Read more about Jeanette's experiences and recovery story here, on the Peer Nation Uganda website
Depression with Psychosis
Some people with depression will also experience hallucinations and delusions. This is a sign of severe depression.
The period after childbirth can be a high-risk time for women.
They may experience a first episode of psychosis, or a relapse of a pre-existing mental health challenge, most commonly bipolar disorder.
Researchers are still trying to find out the reason, but it is thought to be to do with sleep cycle changes and hormone changes.
The important thing is that the mother seeks help, and receives treatment, so that she can get better and form a strong bond with her new baby.
There are some drugs that can trigger a psychotic episode. This can sometimes lead to a mental illness, like schizophrenia, that continues even when the drug use stops.
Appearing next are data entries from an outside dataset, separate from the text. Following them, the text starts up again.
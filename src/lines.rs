//! Cart lines

use std::fmt;

use rusty_money::{Money, iso::Currency};

/// Identity of a cart line: unique per (product, size, colour) combination.
///
/// Every mutation on the cart is keyed by this value, never by position.
#[derive(Debug, Clone, PartialEq, Eq, Hash)]
pub struct EntryId(String);

impl EntryId {
    /// Create a new entry id.
    pub fn new(id: impl Into<String>) -> Self {
        EntryId(id.into())
    }

    /// View the id as a string slice.
    #[must_use]
    pub fn as_str(&self) -> &str {
        &self.0
    }
}

impl fmt::Display for EntryId {
    fn fmt(&self, f: &mut fmt::Formatter<'_>) -> fmt::Result {
        f.write_str(&self.0)
    }
}

impl From<&str> for EntryId {
    fn from(id: &str) -> Self {
        EntryId(id.to_string())
    }
}

impl From<String> for EntryId {
    fn from(id: String) -> Self {
        EntryId(id)
    }
}

/// One line of the cart: a product variant with a unit price and a quantity.
#[derive(Debug, Clone, PartialEq)]
pub struct CartLine {
    entry_id: EntryId,

    /// Catalog product this line references.
    pub product_id: String,

    /// Display title.
    pub title: String,

    /// Display category.
    pub category: String,

    /// Display image path.
    pub image: String,

    /// Optional size variant; part of the line's identity.
    pub size: Option<String>,

    /// Optional colour variant; part of the line's identity.
    pub color: Option<String>,

    unit_price: Money<'static, Currency>,
    quantity: u32,
}

impl CartLine {
    /// Create a new cart line.
    ///
    /// A `quantity` of 0 is clamped to 1; a line always represents at least
    /// one unit.
    pub fn new(
        entry_id: impl Into<EntryId>,
        product_id: impl Into<String>,
        title: impl Into<String>,
        unit_price: Money<'static, Currency>,
        quantity: u32,
    ) -> Self {
        CartLine {
            entry_id: entry_id.into(),
            product_id: product_id.into(),
            title: title.into(),
            category: String::new(),
            image: String::new(),
            size: None,
            color: None,
            unit_price,
            quantity: quantity.max(1),
        }
    }

    /// Attach display category and image.
    #[must_use]
    pub fn with_display(mut self, category: impl Into<String>, image: impl Into<String>) -> Self {
        self.category = category.into();
        self.image = image.into();
        self
    }

    /// Attach size and colour variants.
    #[must_use]
    pub fn with_variant(mut self, size: Option<String>, color: Option<String>) -> Self {
        self.size = size;
        self.color = color;
        self
    }

    /// The line's identity key.
    #[must_use]
    pub fn entry_id(&self) -> &EntryId {
        &self.entry_id
    }

    /// Price of one unit.
    #[must_use]
    pub fn unit_price(&self) -> &Money<'static, Currency> {
        &self.unit_price
    }

    /// Number of units; always at least 1.
    #[must_use]
    pub fn quantity(&self) -> u32 {
        self.quantity
    }

    /// Replace the quantity. Values below 1 are ignored.
    ///
    /// Returns `true` if the quantity changed.
    pub(crate) fn set_quantity(&mut self, quantity: u32) -> bool {
        if quantity < 1 || quantity == self.quantity {
            return false;
        }

        self.quantity = quantity;
        true
    }

    /// Add the given number of units, saturating at `u32::MAX`.
    pub(crate) fn merge_quantity(&mut self, additional: u32) {
        self.quantity = self.quantity.saturating_add(additional);
    }

    /// Total price for this line (`unit_price` × `quantity`).
    ///
    /// Returns `None` if the multiplication overflows i64 minor units.
    #[must_use]
    pub fn line_total(&self) -> Option<Money<'static, Currency>> {
        let minor = self
            .unit_price
            .to_minor_units()
            .checked_mul(i64::from(self.quantity))?;

        Some(Money::from_minor(minor, self.unit_price.currency()))
    }
}

#[cfg(test)]
mod tests {
    use rusty_money::iso::KES;

    use super::*;

    fn test_line(quantity: u32) -> CartLine {
        CartLine::new(
            "denim-jacket-l-indigo",
            "prod-denim-jacket",
            "Denim Jacket",
            Money::from_minor(4500, KES),
            quantity,
        )
    }

    #[test]
    fn new_clamps_zero_quantity_to_one() {
        let line = test_line(0);

        assert_eq!(line.quantity(), 1);
    }

    #[test]
    fn set_quantity_below_one_is_a_no_op() {
        let mut line = test_line(3);

        assert!(!line.set_quantity(0));
        assert_eq!(line.quantity(), 3);
    }

    #[test]
    fn set_quantity_replaces_value() {
        let mut line = test_line(1);

        assert!(line.set_quantity(5));
        assert_eq!(line.quantity(), 5);
    }

    #[test]
    fn set_quantity_to_same_value_reports_no_change() {
        let mut line = test_line(2);

        assert!(!line.set_quantity(2));
    }

    #[test]
    fn merge_quantity_saturates() {
        let mut line = test_line(2);

        line.merge_quantity(u32::MAX);

        assert_eq!(line.quantity(), u32::MAX);
    }

    #[test]
    fn line_total_multiplies_unit_price() {
        let line = test_line(3);

        assert_eq!(line.line_total(), Some(Money::from_minor(13500, KES)));
    }

    #[test]
    fn line_total_overflow_returns_none() {
        let line = CartLine::new(
            "overflow",
            "prod",
            "Overflow",
            Money::from_minor(i64::MAX, KES),
            2,
        );

        assert_eq!(line.line_total(), None);
    }

    #[test]
    fn with_variant_sets_identity_fields() {
        let line = test_line(1).with_variant(Some("L".into()), Some("Indigo".into()));

        assert_eq!(line.size.as_deref(), Some("L"));
        assert_eq!(line.color.as_deref(), Some("Indigo"));
    }
}
//! Catalog fixtures

use rusty_money::Money;
use serde::Deserialize;

use crate::{
    fixtures::{FixtureError, parse_price},
    lines::{CartLine, EntryId},
};

/// Wrapper for cart lines in YAML
#[derive(Debug, Deserialize)]
pub struct CatalogFixture {
    /// Cart line fixtures, in display order.
    pub lines: Vec<LineFixture>,
}

/// Cart line fixture from YAML
#[derive(Debug, Deserialize)]
pub struct LineFixture {
    /// Identity key, unique per (product, size, colour).
    pub entry_id: String,

    /// Catalog product reference.
    pub product: String,

    /// Display title.
    pub title: String,

    /// Display category.
    #[serde(default)]
    pub category: String,

    /// Display image path.
    #[serde(default)]
    pub image: String,

    /// Optional size variant.
    #[serde(default)]
    pub size: Option<String>,

    /// Optional colour variant.
    #[serde(default)]
    pub color: Option<String>,

    /// Unit price (e.g., "4500.00 KES").
    pub price: String,

    /// Number of units.
    pub quantity: u32,
}

impl TryFrom<LineFixture> for CartLine {
    type Error = FixtureError;

    fn try_from(fixture: LineFixture) -> Result<Self, Self::Error> {
        let (minor_units, currency) = parse_price(&fixture.price)?;
        let price = Money::from_minor(minor_units, currency);

        Ok(CartLine::new(
            EntryId::new(fixture.entry_id),
            fixture.product,
            fixture.title,
            price,
            fixture.quantity,
        )
        .with_display(fixture.category, fixture.image)
        .with_variant(fixture.size, fixture.color))
    }
}
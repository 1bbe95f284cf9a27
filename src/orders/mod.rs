//! Orders
//!
//! A read-mostly catalog of orders for display. Orders are created and
//! status-transitioned by an external order-management system; this module
//! only holds them, filters them, and gates the actions the UI may offer.

use std::fmt;

use rustc_hash::FxHashMap;
use rusty_money::{Money, iso::Currency};
use serde::Deserialize;
use thiserror::Error;

pub mod actions;

/// Lifecycle stage of an order, controlled externally.
///
/// The set is closed on purpose: every branch on a status is an exhaustive
/// match, so a new stage cannot slip through unhandled.
#[derive(Debug, Clone, Copy, PartialEq, Eq, Hash, Deserialize)]
#[serde(rename_all = "lowercase")]
pub enum OrderStatus {
    /// Accepted and being prepared.
    Processing,

    /// Handed to the carrier.
    Shipped,

    /// Received by the customer.
    Delivered,

    /// Terminal; outside the linear progress track.
    Cancelled,
}

impl OrderStatus {
    /// Fixed progress milestone for the status, as a percent.
    ///
    /// These are discrete display milestones, not a computed fraction:
    /// Processing 33, Shipped 66, Delivered 100, Cancelled 0.
    #[must_use]
    pub fn progress_percent(self) -> u8 {
        match self {
            OrderStatus::Processing => 33,
            OrderStatus::Shipped => 66,
            OrderStatus::Delivered => 100,
            OrderStatus::Cancelled => 0,
        }
    }
}

impl fmt::Display for OrderStatus {
    fn fmt(&self, f: &mut fmt::Formatter<'_>) -> fmt::Result {
        let label = match self {
            OrderStatus::Processing => "Processing",
            OrderStatus::Shipped => "Shipped",
            OrderStatus::Delivered => "Delivered",
            OrderStatus::Cancelled => "Cancelled",
        };

        f.write_str(label)
    }
}

/// Errors related to attaching reviews to an order.
#[derive(Debug, Error, PartialEq, Eq)]
pub enum ReviewError {
    /// The product is not part of this order.
    #[error("product {0} is not part of this order")]
    UnknownProduct(String),

    /// The product already has a review on this order.
    #[error("product {0} is already reviewed on this order")]
    AlreadyReviewed(String),

    /// Ratings run from 1 to 5.
    #[error("rating {0} is outside 1–5")]
    InvalidRating(u8),
}

/// A customer review of one product on one order.
#[derive(Debug, Clone, PartialEq, Eq)]
pub struct Review {
    /// Star rating, 1–5.
    pub rating: u8,

    /// Free-text comment.
    pub comment: String,
}

/// One item on an order: a snapshot taken at order time, immutable after.
#[derive(Debug, Clone)]
pub struct OrderItem {
    /// Product identity within the order.
    pub id: String,

    /// Display name.
    pub name: String,

    /// Display image path.
    pub image: String,

    /// Unit price at order time.
    pub price: Money<'static, Currency>,

    /// Number of units ordered.
    pub quantity: u32,

    /// Optional size variant.
    pub size: Option<String>,

    /// Optional colour variant.
    pub color: Option<String>,
}

/// Order
#[derive(Debug, Clone)]
pub struct Order {
    id: String,
    order_number: String,
    status: OrderStatus,
    items: Vec<OrderItem>,

    /// Descriptive fields, opaque to the logic here.
    pub shipping_address: String,

    /// Payment method label.
    pub payment_method: String,

    /// Carrier tracking number, once shipped.
    pub tracking_number: Option<String>,

    /// Delivery estimate label.
    pub delivery_estimate: Option<String>,

    reviews: FxHashMap<String, Review>,
}

impl Order {
    /// Create an order with the given identity, status, and item snapshot.
    pub fn new(
        id: impl Into<String>,
        order_number: impl Into<String>,
        status: OrderStatus,
        items: impl Into<Vec<OrderItem>>,
    ) -> Self {
        Order {
            id: id.into(),
            order_number: order_number.into(),
            status,
            items: items.into(),
            shipping_address: String::new(),
            payment_method: String::new(),
            tracking_number: None,
            delivery_estimate: None,
            reviews: FxHashMap::default(),
        }
    }

    /// The order's internal id.
    #[must_use]
    pub fn id(&self) -> &str {
        &self.id
    }

    /// The customer-facing order number.
    #[must_use]
    pub fn order_number(&self) -> &str {
        &self.order_number
    }

    /// Current lifecycle stage.
    #[must_use]
    pub fn status(&self) -> OrderStatus {
        self.status
    }

    /// The items snapshot.
    #[must_use]
    pub fn items(&self) -> &[OrderItem] {
        &self.items
    }

    /// The review for a product, if one exists.
    #[must_use]
    pub fn review_for(&self, product_id: &str) -> Option<&Review> {
        self.reviews.get(product_id)
    }

    /// Whether every item on the order has a review.
    ///
    /// Vacuously true for an order with no items.
    #[must_use]
    pub fn all_items_reviewed(&self) -> bool {
        self.items
            .iter()
            .all(|item| self.reviews.contains_key(&item.id))
    }

    /// Attach a review to a product on this order.
    ///
    /// At most one review per product per order.
    ///
    /// # Errors
    ///
    /// - [`ReviewError::InvalidRating`]: rating outside 1–5.
    /// - [`ReviewError::UnknownProduct`]: product not on this order.
    /// - [`ReviewError::AlreadyReviewed`]: a review already exists.
    pub fn add_review(
        &mut self,
        product_id: &str,
        review: Review,
    ) -> Result<(), ReviewError> {
        if !(1..=5).contains(&review.rating) {
            return Err(ReviewError::InvalidRating(review.rating));
        }

        if !self.items.iter().any(|item| item.id == product_id) {
            return Err(ReviewError::UnknownProduct(product_id.to_string()));
        }

        if self.reviews.contains_key(product_id) {
            return Err(ReviewError::AlreadyReviewed(product_id.to_string()));
        }

        self.reviews.insert(product_id.to_string(), review);

        Ok(())
    }
}

/// Status half of a [`OrderBook::list`] query.
#[derive(Debug, Clone, Copy, PartialEq, Eq)]
pub enum StatusFilter {
    /// Match every status.
    All,

    /// Match exactly this status.
    Only(OrderStatus),
}

impl StatusFilter {
    fn matches(self, status: OrderStatus) -> bool {
        match self {
            StatusFilter::All => true,
            StatusFilter::Only(wanted) => status == wanted,
        }
    }
}

/// The set of known orders, populated once from an external source.
#[derive(Debug, Default)]
pub struct OrderBook {
    orders: Vec<Order>,
}

impl OrderBook {
    /// Create an empty book.
    #[must_use]
    pub fn new() -> Self {
        OrderBook::default()
    }

    /// Create a book from pre-fetched orders.
    pub fn with_orders(orders: impl Into<Vec<Order>>) -> Self {
        OrderBook {
            orders: orders.into(),
        }
    }

    /// Add an order to the book.
    pub fn push(&mut self, order: Order) {
        self.orders.push(order);
    }

    /// List orders matching a status filter and an optional search term.
    ///
    /// The search term matches case-insensitively against the order number
    /// and every item name; both filters AND-combine. No matches yields an
    /// empty iterator, never an error. The iterator borrows the book and can
    /// be restarted by calling `list` again.
    pub fn list(
        &self,
        filter: StatusFilter,
        search: Option<&str>,
    ) -> impl Iterator<Item = &Order> {
        let needle = search.map(str::to_lowercase);

        self.orders.iter().filter(move |order| {
            if !filter.matches(order.status()) {
                return false;
            }

            let Some(needle) = needle.as_deref() else {
                return true;
            };

            order.order_number().to_lowercase().contains(needle)
                || order
                    .items()
                    .iter()
                    .any(|item| item.name.to_lowercase().contains(needle))
        })
    }

    /// Iterate over every order in the book.
    pub fn iter(&self) -> impl Iterator<Item = &Order> {
        self.orders.iter()
    }

    /// Get the number of orders in the book.
    #[must_use]
    pub fn len(&self) -> usize {
        self.orders.len()
    }

    /// Check if the book is empty.
    #[must_use]
    pub fn is_empty(&self) -> bool {
        self.orders.is_empty()
    }
}

#[cfg(test)]
mod tests {
    use rusty_money::iso::KES;
    use testresult::TestResult;

    use super::*;

    fn item(id: &str, name: &str) -> OrderItem {
        OrderItem {
            id: id.to_string(),
            name: name.to_string(),
            image: String::new(),
            price: Money::from_minor(1000, KES),
            quantity: 1,
            size: None,
            color: None,
        }
    }

    fn seeded_book() -> OrderBook {
        OrderBook::with_orders([
            Order::new(
                "ord-1",
                "MW-1001",
                OrderStatus::Delivered,
                [item("p1", "Denim Jacket"), item("p2", "Silk Scarf")],
            ),
            Order::new(
                "ord-2",
                "MW-1002",
                OrderStatus::Shipped,
                [item("p3", "Ankara Blazer")],
            ),
            Order::new(
                "ord-3",
                "MW-1003",
                OrderStatus::Processing,
                [item("p4", "Linen Trousers")],
            ),
            Order::new(
                "ord-4",
                "MW-1004",
                OrderStatus::Cancelled,
                [item("p5", "Denim Skirt")],
            ),
        ])
    }

    #[test]
    fn progress_milestones_are_fixed() {
        assert_eq!(OrderStatus::Processing.progress_percent(), 33);
        assert_eq!(OrderStatus::Shipped.progress_percent(), 66);
        assert_eq!(OrderStatus::Delivered.progress_percent(), 100);
        assert_eq!(OrderStatus::Cancelled.progress_percent(), 0);
    }

    #[test]
    fn list_with_status_filter_returns_exact_matches() {
        let book = seeded_book();

        let shipped: Vec<&Order> = book
            .list(StatusFilter::Only(OrderStatus::Shipped), None)
            .collect();

        assert_eq!(shipped.len(), 1);
        assert_eq!(shipped.first().map(|order| order.id()), Some("ord-2"));
    }

    #[test]
    fn list_search_matches_item_names_case_insensitively() {
        let book = seeded_book();

        let denim: Vec<&str> = book
            .list(StatusFilter::All, Some("denim"))
            .map(Order::id)
            .collect();

        assert_eq!(denim, vec!["ord-1", "ord-4"]);
    }

    #[test]
    fn list_search_matches_order_numbers() {
        let book = seeded_book();

        let hits: Vec<&str> = book
            .list(StatusFilter::All, Some("mw-1003"))
            .map(Order::id)
            .collect();

        assert_eq!(hits, vec!["ord-3"]);
    }

    #[test]
    fn list_filters_and_combine() {
        let book = seeded_book();

        let hits: Vec<&Order> = book
            .list(StatusFilter::Only(OrderStatus::Delivered), Some("denim"))
            .collect();

        assert_eq!(hits.len(), 1);

        let none: Vec<&Order> = book
            .list(StatusFilter::Only(OrderStatus::Shipped), Some("denim"))
            .collect();

        assert!(none.is_empty());
    }

    #[test]
    fn list_with_no_matches_is_empty_not_an_error() {
        let book = seeded_book();

        assert_eq!(book.list(StatusFilter::All, Some("tuxedo")).count(), 0);
    }

    #[test]
    fn list_is_restartable() {
        let book = seeded_book();
        let filter = StatusFilter::Only(OrderStatus::Delivered);

        assert_eq!(book.list(filter, None).count(), 1);
        assert_eq!(book.list(filter, None).count(), 1);
    }

    #[test]
    fn add_review_allows_one_per_product() -> TestResult {
        let mut order = Order::new(
            "ord-1",
            "MW-1001",
            OrderStatus::Delivered,
            [item("p1", "Denim Jacket")],
        );

        order.add_review(
            "p1",
            Review {
                rating: 5,
                comment: "Perfect fit".to_string(),
            },
        )?;

        let second = order.add_review(
            "p1",
            Review {
                rating: 3,
                comment: "Changed my mind".to_string(),
            },
        );

        assert_eq!(second, Err(ReviewError::AlreadyReviewed("p1".to_string())));

        Ok(())
    }

    #[test]
    fn add_review_rejects_unknown_product() {
        let mut order = Order::new(
            "ord-1",
            "MW-1001",
            OrderStatus::Delivered,
            [item("p1", "Denim Jacket")],
        );

        let result = order.add_review(
            "p9",
            Review {
                rating: 4,
                comment: String::new(),
            },
        );

        assert_eq!(result, Err(ReviewError::UnknownProduct("p9".to_string())));
    }

    #[test]
    fn add_review_rejects_out_of_range_rating() {
        let mut order = Order::new(
            "ord-1",
            "MW-1001",
            OrderStatus::Delivered,
            [item("p1", "Denim Jacket")],
        );

        let result = order.add_review(
            "p1",
            Review {
                rating: 0,
                comment: String::new(),
            },
        );

        assert_eq!(result, Err(ReviewError::InvalidRating(0)));
    }

    #[test]
    fn all_items_reviewed_tracks_coverage() -> TestResult {
        let mut order = Order::new(
            "ord-1",
            "MW-1001",
            OrderStatus::Delivered,
            [item("p1", "Denim Jacket"), item("p2", "Silk Scarf")],
        );

        assert!(!order.all_items_reviewed());

        order.add_review(
            "p1",
            Review {
                rating: 5,
                comment: String::new(),
            },
        )?;

        assert!(!order.all_items_reviewed());

        order.add_review(
            "p2",
            Review {
                rating: 4,
                comment: String::new(),
            },
        )?;

        assert!(order.all_items_reviewed());

        Ok(())
    }
}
Common drugs that can cause psychosis include:
• Cannabis / marijuana
• Methamphetamines and amphetamines
• Psychedelic drugs e.g., LSD
• Club drugs e.g., ecstasy / cocaine
There has been a lot of research into the risk of schizophrenia from smoking marijuana. There is now evidence that smoking marijuana, especially in adolescence, increases the risk of schizophrenia up to 2.5 times, and that the risk increases with the amount of cannabis use.
The link to this study is here.
Find more information about substance misuse here.
Support for mental health challenges including psychosis is available in Uganda. Please find more information about where to get help here.
Mental health challenges are treatable. Treatment is free in Uganda.